## Exercise details
All of the material must be duplicated exactly, line by line.

(Dataset extract Opens)

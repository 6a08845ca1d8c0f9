pub mod connection;
pub mod constants;
pub mod link;
pub mod types;
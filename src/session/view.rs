use crate::protocol::Station;
use crate::session::state::LinkStatus;

/// Horizontal distance (pixels) between two entries of the tuning dial.
pub const DIAL_ITEM_WIDTH: f32 = 120.0;

/// Text shown in place of the now playing station while there is no link.
pub const OFFLINE_TEXT: &str = "OFFLINE";

/// What the session may change on screen. The session never reads presentation state back except
/// through `sync_dial`, which does its own lookup.
pub trait RadioView {
    fn set_status(&mut self, status: LinkStatus);
    fn set_connect_visible(&mut self, visible: bool);
    /// Empties both the station list and the dial.
    fn clear_stations(&mut self);
    fn render_station(&mut self, station: &Station);
    fn render_dial_entry(&mut self, label: &str);
    fn set_now_playing(&mut self, text: &str);
    /// Mark the first dial entry whose label equals `name` (ignoring case) as the only active one
    /// and scroll it into view. Leaves the dial alone when nothing matches.
    fn sync_dial(&mut self, name: &str);
    fn clear_active_markers(&mut self);
    /// A message the user has to acknowledge.
    fn show_notice(&mut self, message: &str);
}

#[derive(Debug, Clone, PartialEq)]
pub struct DialEntry {
    pub label: String,
    pub active: bool,
}

/// Everything the window shows about the radio.
#[derive(Debug, Clone, PartialEq)]
pub struct DisplayModel {
    pub status: LinkStatus,
    pub connect_visible: bool,
    pub stations: Vec<Station>,
    pub dial: Vec<DialEntry>,
    /// Horizontal translation of the dial strip, zero or negative.
    pub dial_offset: f32,
    pub now_playing: String,
    pub notices: Vec<String>,
}

impl DisplayModel {
    pub fn new() -> Self {
        DisplayModel {
            status: LinkStatus::Offline,
            connect_visible: true,
            stations: Vec::new(),
            dial: Vec::new(),
            dial_offset: 0.0,
            now_playing: String::new(),
            notices: Vec::new(),
        }
    }

    pub fn active_dial_index(&self) -> Option<usize> {
        self.dial.iter().position(|entry| entry.active)
    }

    /// The dial entry the strip is scrolled to.
    pub fn dial_position(&self) -> usize {
        (-self.dial_offset / DIAL_ITEM_WIDTH).round().max(0.0) as usize
    }
}

impl Default for DisplayModel {
    fn default() -> Self {
        DisplayModel::new()
    }
}

impl RadioView for DisplayModel {
    fn set_status(&mut self, status: LinkStatus) {
        self.status = status;
    }

    fn set_connect_visible(&mut self, visible: bool) {
        self.connect_visible = visible;
    }

    fn clear_stations(&mut self) {
        self.stations.clear();
        self.dial.clear();
    }

    fn render_station(&mut self, station: &Station) {
        self.stations.push(station.clone());
    }

    fn render_dial_entry(&mut self, label: &str) {
        self.dial.push(DialEntry { label: label.to_string(), active: false });
    }

    fn set_now_playing(&mut self, text: &str) {
        self.now_playing = text.to_string();
    }

    fn sync_dial(&mut self, name: &str) {
        let name = name.to_uppercase();
        let Some(found) = self.dial.iter().position(|entry| entry.label.to_uppercase() == name) else {
            return;
        };

        self.dial_offset = found as f32 * -DIAL_ITEM_WIDTH;
        for (index, entry) in self.dial.iter_mut().enumerate() {
            entry.active = index == found;
        }
    }

    fn clear_active_markers(&mut self) {
        for entry in &mut self.dial {
            entry.active = false;
        }
    }

    fn show_notice(&mut self, message: &str) {
        self.notices.push(message.to_string());
    }
}

/// A recorded `RadioView` call, so view changes can travel over a channel to the window.
#[derive(Debug, Clone, PartialEq)]
pub enum ViewUpdate {
    Status(LinkStatus),
    ConnectVisible(bool),
    ClearStations,
    Station(Station),
    DialEntry(String),
    NowPlaying(String),
    SyncDial(String),
    ClearActiveMarkers,
    Notice(String),
}

impl ViewUpdate {
    pub fn apply<V: RadioView + ?Sized>(self, view: &mut V) {
        match self {
            ViewUpdate::Status(status) => view.set_status(status),
            ViewUpdate::ConnectVisible(visible) => view.set_connect_visible(visible),
            ViewUpdate::ClearStations => view.clear_stations(),
            ViewUpdate::Station(station) => view.render_station(&station),
            ViewUpdate::DialEntry(label) => view.render_dial_entry(&label),
            ViewUpdate::NowPlaying(text) => view.set_now_playing(&text),
            ViewUpdate::SyncDial(name) => view.sync_dial(&name),
            ViewUpdate::ClearActiveMarkers => view.clear_active_markers(),
            ViewUpdate::Notice(message) => view.show_notice(&message),
        }
    }
}

#[derive(Debug, Default)]
pub struct UpdateBuffer {
    updates: Vec<ViewUpdate>,
}

impl UpdateBuffer {
    pub fn drain(&mut self) -> Vec<ViewUpdate> {
        std::mem::take(&mut self.updates)
    }
}

impl RadioView for UpdateBuffer {
    fn set_status(&mut self, status: LinkStatus) {
        self.updates.push(ViewUpdate::Status(status));
    }

    fn set_connect_visible(&mut self, visible: bool) {
        self.updates.push(ViewUpdate::ConnectVisible(visible));
    }

    fn clear_stations(&mut self) {
        self.updates.push(ViewUpdate::ClearStations);
    }

    fn render_station(&mut self, station: &Station) {
        self.updates.push(ViewUpdate::Station(station.clone()));
    }

    fn render_dial_entry(&mut self, label: &str) {
        self.updates.push(ViewUpdate::DialEntry(label.to_string()));
    }

    fn set_now_playing(&mut self, text: &str) {
        self.updates.push(ViewUpdate::NowPlaying(text.to_string()));
    }

    fn sync_dial(&mut self, name: &str) {
        self.updates.push(ViewUpdate::SyncDial(name.to_string()));
    }

    fn clear_active_markers(&mut self) {
        self.updates.push(ViewUpdate::ClearActiveMarkers);
    }

    fn show_notice(&mut self, message: &str) {
        self.updates.push(ViewUpdate::Notice(message.to_string()));
    }
}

(Dataset extract Closes)

## Result below
repository 6a08845ca1d8c0f9
pub mod connection;
pub mod constants;
pub mod link;
pub mod types;
filename src/session/view.rs
use crate::protocol::Station;
use crate::session::state::LinkStatus;

/// Horizontal distance (pixels) between two entries of the tuning dial.
pub const DIAL_ITEM_WIDTH: f32 = 120.0;

/// Text shown in place of the now playing station while there is no link.
pub const OFFLINE_TEXT: &str = "OFFLINE";

/// What the session may change on screen. The session never reads presentation state back except
/// through `sync_dial`, which does its own lookup.
pub trait RadioView {
    fn set_status(&mut self, status: LinkStatus);
    fn set_connect_visible(&mut self, visible: bool);
    /// Empties both the station list and the dial.
    fn clear_stations(&mut self);
    fn render_station(&mut self, station: &Station);
    fn render_dial_entry(&mut self, label: &str);
    fn set_now_playing(&mut self, text: &str);
    /// Mark the first dial entry whose label equals `name` (ignoring case) as the only active one
    /// and scroll it into view. Leaves the dial alone when nothing matches.
    fn sync_dial(&mut self, name: &str);
    fn clear_active_markers(&mut self);
    /// A message the user has to acknowledge.
    fn show_notice(&mut self, message: &str);
}

#[derive(Debug, Clone, PartialEq)]
pub struct DialEntry {
    pub label: String,
    pub active: bool,
}

/// Everything the window shows about the radio.
#[derive(Debug, Clone, PartialEq)]
pub struct DisplayModel {
    pub status: LinkStatus,
    pub connect_visible: bool,
    pub stations: Vec<Station>,
    pub dial: Vec<DialEntry>,
    /// Horizontal translation of the dial strip, zero or negative.
    pub dial_offset: f32,
    pub now_playing: String,
    pub notices: Vec<String>,
}

impl DisplayModel {
    pub fn new() -> Self {
        DisplayModel {
            status: LinkStatus::Offline,
            connect_visible: true,
            stations: Vec::new(),
            dial: Vec::new(),
            dial_offset: 0.0,
            now_playing: String::new(),
            notices: Vec::new(),
        }
    }

    pub fn active_dial_index(&self) -> Option<usize> {
        self.dial.iter().position(|entry| entry.active)
    }

    /// The dial entry the strip is scrolled to.
    pub fn dial_position(&self) -> usize {
        (-self.dial_offset / DIAL_ITEM_WIDTH).round().max(0.0) as usize
    }
}

impl Default for DisplayModel {
    fn default() -> Self {
        DisplayModel::new()
    }
}

impl RadioView for DisplayModel {
    fn set_status(&mut self, status: LinkStatus) {
        self.status = status;
    }

    fn set_connect_visible(&mut self, visible: bool) {
        self.connect_visible = visible;
    }

    fn clear_stations(&mut self) {
        self.stations.clear();
        self.dial.clear();
    }

    fn render_station(&mut self, station: &Station) {
        self.stations.push(station.clone());
    }

    fn render_dial_entry(&mut self, label: &str) {
        self.dial.push(DialEntry { label: label.to_string(), active: false });
    }

    fn set_now_playing(&mut self, text: &str) {
        self.now_playing = text.to_string();
    }

    fn sync_dial(&mut self, name: &str) {
        let name = name.to_uppercase();
        let Some(found) = self.dial.iter().position(|entry| entry.label.to_uppercase() == name) else {
            return;
        };

        self.dial_offset = found as f32 * -DIAL_ITEM_WIDTH;
        for (index, entry) in self.dial.iter_mut().enumerate() {
            entry.active = index == found;
        }
    }

    fn clear_active_markers(&mut self) {
        for entry in &mut self.dial {
            entry.active = false;
        }
    }

    fn show_notice(&mut self, message: &str) {
        self.notices.push(message.to_string());
    }
}

/// A recorded `RadioView` call, so view changes can travel over a channel to the window.
#[derive(Debug, Clone, PartialEq)]
pub enum ViewUpdate {
    Status(LinkStatus),
    ConnectVisible(bool),
    ClearStations,
    Station(Station),
    DialEntry(String),
    NowPlaying(String),
    SyncDial(String),
    ClearActiveMarkers,
    Notice(String),
}

impl ViewUpdate {
    pub fn apply<V: RadioView + ?Sized>(self, view: &mut V) {
        match self {
            ViewUpdate::Status(status) => view.set_status(status),
            ViewUpdate::ConnectVisible(visible) => view.set_connect_visible(visible),
            ViewUpdate::ClearStations => view.clear_stations(),
            ViewUpdate::Station(station) => view.render_station(&station),
            ViewUpdate::DialEntry(label) => view.render_dial_entry(&label),
            ViewUpdate::NowPlaying(text) => view.set_now_playing(&text),
            ViewUpdate::SyncDial(name) => view.sync_dial(&name),
            ViewUpdate::ClearActiveMarkers => view.clear_active_markers(),
            ViewUpdate::Notice(message) => view.show_notice(&message),
        }
    }
}

#[derive(Debug, Default)]
pub struct UpdateBuffer {
    updates: Vec<ViewUpdate>,
}

impl UpdateBuffer {
    pub fn drain(&mut self) -> Vec<ViewUpdate> {
        std::mem::take(&mut self.updates)
    }
}

impl RadioView for UpdateBuffer {
    fn set_status(&mut self, status: LinkStatus) {
        self.updates.push(ViewUpdate::Status(status));
    }

    fn set_connect_visible(&mut self, visible: bool) {
        self.updates.push(ViewUpdate::ConnectVisible(visible));
    }

    fn clear_stations(&mut self) {
        self.updates.push(ViewUpdate::ClearStations);
    }

    fn render_station(&mut self, station: &Station) {
        self.updates.push(ViewUpdate::Station(station.clone()));
    }

    fn render_dial_entry(&mut self, label: &str) {
        self.updates.push(ViewUpdate::DialEntry(label.to_string()));
    }

    fn set_now_playing(&mut self, text: &str) {
        self.updates.push(ViewUpdate::NowPlaying(text.to_string()));
    }

    fn sync_dial(&mut self, name: &str) {
        self.updates.push(ViewUpdate::SyncDial(name.to_string()));
    }

    fn clear_active_markers(&mut self) {
        self.updates.push(ViewUpdate::ClearActiveMarkers);
    }

    fn show_notice(&mut self, message: &str) {
        self.updates.push(ViewUpdate::Notice(message.to_string()));
    }
}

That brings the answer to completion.